-- Opening Marker --

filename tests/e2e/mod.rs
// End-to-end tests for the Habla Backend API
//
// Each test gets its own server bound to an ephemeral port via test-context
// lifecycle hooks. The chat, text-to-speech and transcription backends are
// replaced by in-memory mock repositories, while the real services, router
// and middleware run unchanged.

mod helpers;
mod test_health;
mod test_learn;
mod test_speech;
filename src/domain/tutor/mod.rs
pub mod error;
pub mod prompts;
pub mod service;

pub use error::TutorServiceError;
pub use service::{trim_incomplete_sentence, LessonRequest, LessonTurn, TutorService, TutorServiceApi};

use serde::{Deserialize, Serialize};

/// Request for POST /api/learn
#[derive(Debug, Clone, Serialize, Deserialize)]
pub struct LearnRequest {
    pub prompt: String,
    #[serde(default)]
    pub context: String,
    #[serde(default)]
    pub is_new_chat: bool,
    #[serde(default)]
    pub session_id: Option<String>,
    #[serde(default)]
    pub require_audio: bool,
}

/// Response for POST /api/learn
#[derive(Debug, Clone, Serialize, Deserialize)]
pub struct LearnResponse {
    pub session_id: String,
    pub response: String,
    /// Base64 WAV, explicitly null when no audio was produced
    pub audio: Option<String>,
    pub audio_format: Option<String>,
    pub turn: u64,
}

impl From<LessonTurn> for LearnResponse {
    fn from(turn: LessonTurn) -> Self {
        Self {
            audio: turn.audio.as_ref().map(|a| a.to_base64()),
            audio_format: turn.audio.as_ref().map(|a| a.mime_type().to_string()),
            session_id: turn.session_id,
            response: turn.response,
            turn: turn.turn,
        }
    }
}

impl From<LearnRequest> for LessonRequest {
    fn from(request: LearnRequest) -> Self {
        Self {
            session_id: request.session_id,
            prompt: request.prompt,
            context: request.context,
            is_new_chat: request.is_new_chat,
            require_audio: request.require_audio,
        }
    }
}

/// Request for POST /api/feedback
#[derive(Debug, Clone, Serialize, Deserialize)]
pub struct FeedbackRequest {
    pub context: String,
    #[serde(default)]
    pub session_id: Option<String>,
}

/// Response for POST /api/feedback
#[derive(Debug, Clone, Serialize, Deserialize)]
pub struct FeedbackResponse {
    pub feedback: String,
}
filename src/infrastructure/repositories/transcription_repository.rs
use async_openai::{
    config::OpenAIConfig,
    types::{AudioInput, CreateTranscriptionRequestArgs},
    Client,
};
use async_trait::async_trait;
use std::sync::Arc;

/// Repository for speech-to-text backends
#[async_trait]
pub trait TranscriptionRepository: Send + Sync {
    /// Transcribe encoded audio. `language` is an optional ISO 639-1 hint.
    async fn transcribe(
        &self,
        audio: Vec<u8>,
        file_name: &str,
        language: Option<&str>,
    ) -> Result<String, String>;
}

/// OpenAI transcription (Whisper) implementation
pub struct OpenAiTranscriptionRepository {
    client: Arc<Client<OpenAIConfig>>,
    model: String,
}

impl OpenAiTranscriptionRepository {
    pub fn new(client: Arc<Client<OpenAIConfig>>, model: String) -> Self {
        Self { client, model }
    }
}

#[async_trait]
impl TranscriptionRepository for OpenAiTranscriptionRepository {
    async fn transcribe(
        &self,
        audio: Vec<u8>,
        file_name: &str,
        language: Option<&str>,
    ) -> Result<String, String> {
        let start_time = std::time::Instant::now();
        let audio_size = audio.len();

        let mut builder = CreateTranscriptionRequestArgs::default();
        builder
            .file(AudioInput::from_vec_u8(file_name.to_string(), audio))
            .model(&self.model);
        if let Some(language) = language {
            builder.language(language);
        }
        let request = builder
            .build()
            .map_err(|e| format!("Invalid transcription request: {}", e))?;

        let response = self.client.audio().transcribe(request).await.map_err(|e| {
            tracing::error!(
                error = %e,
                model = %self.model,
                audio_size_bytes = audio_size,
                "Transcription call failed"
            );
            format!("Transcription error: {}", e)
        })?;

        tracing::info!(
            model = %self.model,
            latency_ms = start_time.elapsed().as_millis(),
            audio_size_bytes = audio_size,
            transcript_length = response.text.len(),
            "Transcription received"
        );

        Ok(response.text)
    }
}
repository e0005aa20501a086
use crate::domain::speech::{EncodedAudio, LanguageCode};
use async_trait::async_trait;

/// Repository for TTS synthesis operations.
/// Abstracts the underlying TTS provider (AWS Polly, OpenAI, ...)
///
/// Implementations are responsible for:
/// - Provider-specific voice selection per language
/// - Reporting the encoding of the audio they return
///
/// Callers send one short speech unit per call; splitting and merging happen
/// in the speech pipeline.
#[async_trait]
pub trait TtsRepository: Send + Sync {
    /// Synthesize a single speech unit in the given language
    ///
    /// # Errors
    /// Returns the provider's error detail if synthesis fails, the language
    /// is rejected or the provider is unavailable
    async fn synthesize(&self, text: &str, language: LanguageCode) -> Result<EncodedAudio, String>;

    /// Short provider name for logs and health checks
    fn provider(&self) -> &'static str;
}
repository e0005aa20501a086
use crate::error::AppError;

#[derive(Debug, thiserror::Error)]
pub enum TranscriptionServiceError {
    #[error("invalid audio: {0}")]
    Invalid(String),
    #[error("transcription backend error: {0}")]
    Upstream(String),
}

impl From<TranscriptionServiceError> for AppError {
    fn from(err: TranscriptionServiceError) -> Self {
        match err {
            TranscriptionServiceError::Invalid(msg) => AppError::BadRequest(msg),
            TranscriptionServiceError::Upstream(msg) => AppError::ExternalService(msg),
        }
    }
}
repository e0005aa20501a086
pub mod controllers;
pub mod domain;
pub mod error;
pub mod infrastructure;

-- Closing Marker --

Copy the entire listing above, line for line, exactly.

SOLUTION FOR THIS EXERCISE:
filename tests/e2e/mod.rs
// End-to-end tests for the Habla Backend API
//
// Each test gets its own server bound to an ephemeral port via test-context
// lifecycle hooks. The chat, text-to-speech and transcription backends are
// replaced by in-memory mock repositories, while the real services, router
// and middleware run unchanged.

mod helpers;
mod test_health;
mod test_learn;
mod test_speech;
filename src/domain/tutor/mod.rs
pub mod error;
pub mod prompts;
pub mod service;

pub use error::TutorServiceError;
pub use service::{trim_incomplete_sentence, LessonRequest, LessonTurn, TutorService, TutorServiceApi};

use serde::{Deserialize, Serialize};

/// Request for POST /api/learn
#[derive(Debug, Clone, Serialize, Deserialize)]
pub struct LearnRequest {
    pub prompt: String,
    #[serde(default)]
    pub context: String,
    #[serde(default)]
    pub is_new_chat: bool,
    #[serde(default)]
    pub session_id: Option<String>,
    #[serde(default)]
    pub require_audio: bool,
}

/// Response for POST /api/learn
#[derive(Debug, Clone, Serialize, Deserialize)]
pub struct LearnResponse {
    pub session_id: String,
    pub response: String,
    /// Base64 WAV, explicitly null when no audio was produced
    pub audio: Option<String>,
    pub audio_format: Option<String>,
    pub turn: u64,
}

impl From<LessonTurn> for LearnResponse {
    fn from(turn: LessonTurn) -> Self {
        Self {
            audio: turn.audio.as_ref().map(|a| a.to_base64()),
            audio_format: turn.audio.as_ref().map(|a| a.mime_type().to_string()),
            session_id: turn.session_id,
            response: turn.response,
            turn: turn.turn,
        }
    }
}

impl From<LearnRequest> for LessonRequest {
    fn from(request: LearnRequest) -> Self {
        Self {
            session_id: request.session_id,
            prompt: request.prompt,
            context: request.context,
            is_new_chat: request.is_new_chat,
            require_audio: request.require_audio,
        }
    }
}

/// Request for POST /api/feedback
#[derive(Debug, Clone, Serialize, Deserialize)]
pub struct FeedbackRequest {
    pub context: String,
    #[serde(default)]
    pub session_id: Option<String>,
}

/// Response for POST /api/feedback
#[derive(Debug, Clone, Serialize, Deserialize)]
pub struct FeedbackResponse {
    pub feedback: String,
}
filename src/infrastructure/repositories/transcription_repository.rs
use async_openai::{
    config::OpenAIConfig,
    types::{AudioInput, CreateTranscriptionRequestArgs},
    Client,
};
use async_trait::async_trait;
use std::sync::Arc;

/// Repository for speech-to-text backends
#[async_trait]
pub trait TranscriptionRepository: Send + Sync {
    /// Transcribe encoded audio. `language` is an optional ISO 639-1 hint.
    async fn transcribe(
        &self,
        audio: Vec<u8>,
        file_name: &str,
        language: Option<&str>,
    ) -> Result<String, String>;
}

/// OpenAI transcription (Whisper) implementation
pub struct OpenAiTranscriptionRepository {
    client: Arc<Client<OpenAIConfig>>,
    model: String,
}

impl OpenAiTranscriptionRepository {
    pub fn new(client: Arc<Client<OpenAIConfig>>, model: String) -> Self {
        Self { client, model }
    }
}

#[async_trait]
impl TranscriptionRepository for OpenAiTranscriptionRepository {
    async fn transcribe(
        &self,
        audio: Vec<u8>,
        file_name: &str,
        language: Option<&str>,
    ) -> Result<String, String> {
        let start_time = std::time::Instant::now();
        let audio_size = audio.len();

        let mut builder = CreateTranscriptionRequestArgs::default();
        builder
            .file(AudioInput::from_vec_u8(file_name.to_string(), audio))
            .model(&self.model);
        if let Some(language) = language {
            builder.language(language);
        }
        let request = builder
            .build()
            .map_err(|e| format!("Invalid transcription request: {}", e))?;

        let response = self.client.audio().transcribe(request).await.map_err(|e| {
            tracing::error!(
                error = %e,
                model = %self.model,
                audio_size_bytes = audio_size,
                "Transcription call failed"
            );
            format!("Transcription error: {}", e)
        })?;

        tracing::info!(
            model = %self.model,
            latency_ms = start_time.elapsed().as_millis(),
            audio_size_bytes = audio_size,
            transcript_length = response.text.len(),
            "Transcription received"
        );

        Ok(response.text)
    }
}
repository e0005aa20501a086
use crate::domain::speech::{EncodedAudio, LanguageCode};
use async_trait::async_trait;

/// Repository for TTS synthesis operations.
/// Abstracts the underlying TTS provider (AWS Polly, OpenAI, ...)
///
/// Implementations are responsible for:
/// - Provider-specific voice selection per language
/// - Reporting the encoding of the audio they return
///
/// Callers send one short speech unit per call; splitting and merging happen
/// in the speech pipeline.
#[async_trait]
pub trait TtsRepository: Send + Sync {
    /// Synthesize a single speech unit in the given language
    ///
    /// # Errors
    /// Returns the provider's error detail if synthesis fails, the language
    /// is rejected or the provider is unavailable
    async fn synthesize(&self, text: &str, language: LanguageCode) -> Result<EncodedAudio, String>;

    /// Short provider name for logs and health checks
    fn provider(&self) -> &'static str;
}
repository e0005aa20501a086
use crate::error::AppError;

#[derive(Debug, thiserror::Error)]
pub enum TranscriptionServiceError {
    #[error("invalid audio: {0}")]
    Invalid(String),
    #[error("transcription backend error: {0}")]
    Upstream(String),
}

impl From<TranscriptionServiceError> for AppError {
    fn from(err: TranscriptionServiceError) -> Self {
        match err {
            TranscriptionServiceError::Invalid(msg) => AppError::BadRequest(msg),
            TranscriptionServiceError::Upstream(msg) => AppError::ExternalService(msg),
        }
    }
}
repository e0005aa20501a086
pub mod controllers;
pub mod domain;
pub mod error;
pub mod infrastructure;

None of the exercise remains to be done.